How to Get Your Customers to Design, Plan, and Build Your Marketing Strategy

Some call it collaboration or crowdsourcing, but the impact is the same. You learn what your customers really want and get an important task completed. Combine your marketing research and marketing planning in one step. Here’s how you can put your customers to work:

  • Collaboration: This is the strategy I prefer because it gives me an opportunity to interact with a customer and really get inside their head. I ask them to come and help me with my marketing strategy and then I pick their brain.
  • Special Event for Ideal Customers: Bring a small select group of customers who fit the profile of your ideal customer together at your place of business. Then have a conversation. Ask them a series of open-ended questions.
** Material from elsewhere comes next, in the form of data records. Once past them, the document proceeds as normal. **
//! API 라우트 설정 모듈
//!
//! 라우트 그룹마다 다른 [`AuthOptions`] 로 `OpenApiAuth` 를 적용합니다.
//!
//! | 경로 | 인증 |
//! |------|------|
//! | `GET /health` | 없음 |
//! | `/api/openapi/users/*` | 세션 또는 Bearer 토큰 |
//! | `/api/openapi/{login,logout,auth/callback}` | 없음 (신뢰 헤더만 제거) |
//! | `/api/**` (프록시) | Bearer, Basic, 세션 + 조직 권한 |
//!
//! actix 스코프는 접두사로 매칭되므로 더 구체적인 스코프를 먼저 등록합니다.
//!
//! # Examples
//!
//! ```rust,ignore
//! App::new().configure(|cfg| configure_all_routes(cfg, chain.clone()))
//! ```

use std::sync::Arc;

use actix_web::web;
use serde_json::json;

use crate::domain::models::auth::AuthOptions;
use crate::handlers;
use crate::middlewares::{AuthChain, OpenApiAuth};

/// 사용자 API 인증 요구 사항
pub const USER_API_AUTH: AuthOptions = AuthOptions::login().with_token();

/// 프록시 대상 API 인증 요구 사항
pub const PROXY_AUTH: AuthOptions = AuthOptions::login().with_token().with_basic_auth().with_org_check();

/// 모든 라우트를 설정합니다
pub fn configure_all_routes(cfg: &mut web::ServiceConfig, chain: Arc<AuthChain>) {
    cfg.service(health_check);

    configure_user_routes(cfg, chain.clone());
    configure_auth_routes(cfg, chain.clone());
    configure_proxy_routes(cfg, chain);
}

/// - `GET /api/openapi/users/me`
/// - `GET /api/openapi/users/{id}`
fn configure_user_routes(cfg: &mut web::ServiceConfig, chain: Arc<AuthChain>) {
    cfg.service(
        web::scope("/api/openapi/users")
            .wrap(OpenApiAuth::new(chain, USER_API_AUTH))
            .service(handlers::users::current_user)
            .service(handlers::users::get_user),
    );
}

/// 로그인/로그아웃/콜백은 인증 없이 접근 가능합니다 (인증을 위한 엔드포인트이므로).
fn configure_auth_routes(cfg: &mut web::ServiceConfig, chain: Arc<AuthChain>) {
    cfg.service(
        web::scope("/api/openapi")
            .wrap(OpenApiAuth::public(chain))
            .service(handlers::auth::login)
            .service(handlers::auth::logout)
            .service(handlers::auth::oauth_callback),
    );
}

fn configure_proxy_routes(cfg: &mut web::ServiceConfig, chain: Arc<AuthChain>) {
    cfg.service(
        web::scope("/api")
            .wrap(OpenApiAuth::new(chain, PROXY_AUTH))
            .route("/{tail:.*}", web::to(handlers::proxy::forward)),
    );
}

/// 서비스 상태를 확인하는 헬스체크 엔드포인트
///
/// ```bash
/// curl http://localhost:8080/health
/// ```
#[actix_web::get("/health")]
async fn health_check() -> actix_web::HttpResponse {
    actix_web::HttpResponse::Ok().json(json!({
        "status": "healthy",
        "service": "openapi_auth",
        "version": env!("CARGO_PKG_VERSION"),
        "timestamp": chrono::Utc::now().to_rfc3339(),
    }))
}

#[cfg(test)]
mod tests {
    use super::*;
    use crate::config::SessionSettings;
    use crate::handlers::proxy::ProxyClient;
    use crate::middlewares::authers::{Auther, LoginAuther, TryLoginAuther};
    use crate::repositories::sessions::MemorySessionStore;
    use crate::services::auth::user_state::tests::{StubBackend, StubOrgs};
    use crate::services::auth::UserAuthFacade;
    use crate::services::sessions::SessionService;
    use actix_web::http::StatusCode;
    use actix_web::{test, App};

    macro_rules! app {
        () => {{
            let facade = UserAuthFacade::new(Arc::new(StubBackend::default()), Arc::new(StubOrgs::default()));
            let settings = SessionSettings { csrf_enabled: false, ..Default::default() };
            let authers: Vec<Arc<dyn Auther>> = vec![
                Arc::new(LoginAuther::new(facade.clone(), settings.clone())),
                Arc::new(TryLoginAuther::new(facade.clone())),
            ];
            let chain = Arc::new(AuthChain::new(authers, Vec::new()));
            let sessions = SessionService::with_store(Arc::new(MemorySessionStore::new()), settings);

            test::init_service(
                App::new()
                    .app_data(web::Data::new(facade))
                    .app_data(web::Data::new(sessions))
                    .app_data(web::Data::new(ProxyClient::new("http://127.0.0.1:1", 1).unwrap()))
                    .configure(|cfg| configure_all_routes(cfg, chain.clone())),
            )
            .await
        }};
    }

    #[actix_web::test]
    async fn test_health() {
        let app = app!();
        let req = test::TestRequest::get().uri("/health").to_request();
        let body: serde_json::Value = test::call_and_read_body_json(&app, req).await;
        assert_eq!(body["status"], "healthy");
    }

    #[actix_web::test]
    async fn test_route_auth_levels() {
        let app = app!();

        // 로그인 엔드포인트는 공개
        let req = test::TestRequest::post()
            .uri("/api/openapi/login")
            .set_json(json!({"username": "2", "password": "pw"}))
            .to_request();
        assert_eq!(test::call_service(&app, req).await.status(), StatusCode::OK);

        let req = test::TestRequest::get().uri("/api/openapi/users/me").to_request();
        assert_eq!(test::call_service(&app, req).await.status(), StatusCode::UNAUTHORIZED);

        let req = test::TestRequest::get()
            .uri("/api/openapi/users/me")
            .insert_header(("Cookie", "OPENAPISESSION=2"))
            .to_request();
        assert_eq!(test::call_service(&app, req).await.status(), StatusCode::OK);

        let req = test::TestRequest::get().uri("/api/projects").to_request();
        assert_eq!(test::call_service(&app, req).await.status(), StatusCode::UNAUTHORIZED);
    }
}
Be careful not to lead them too much especially when you tell them what you have done in the past. Ask for input and listen. Anything you do not understand, ask clarifying questions.
  • Design Contest: Hold a design competition, pick something like your website, print ad, or logo and offer a nice prize for the top three winners. This can work really well if you have a large customer base and could work for a smaller business, especially if your customers are creative types.
  • Forum: Create an online forum and use it to ask customers important questions and allow them to provide suggestions and feedback. The innovation isn’t in using a forum, it is how you go ask your customers to help design and organize your marketing and advertising. You could also do this by picking up the phone and interviewing them.

No matter which approach I use, my goal is to make sure that I understand how they think, what gets their attention, and the criteria they use to make a purchasing decision. When I ask the right questions it always amazes me how much I learn.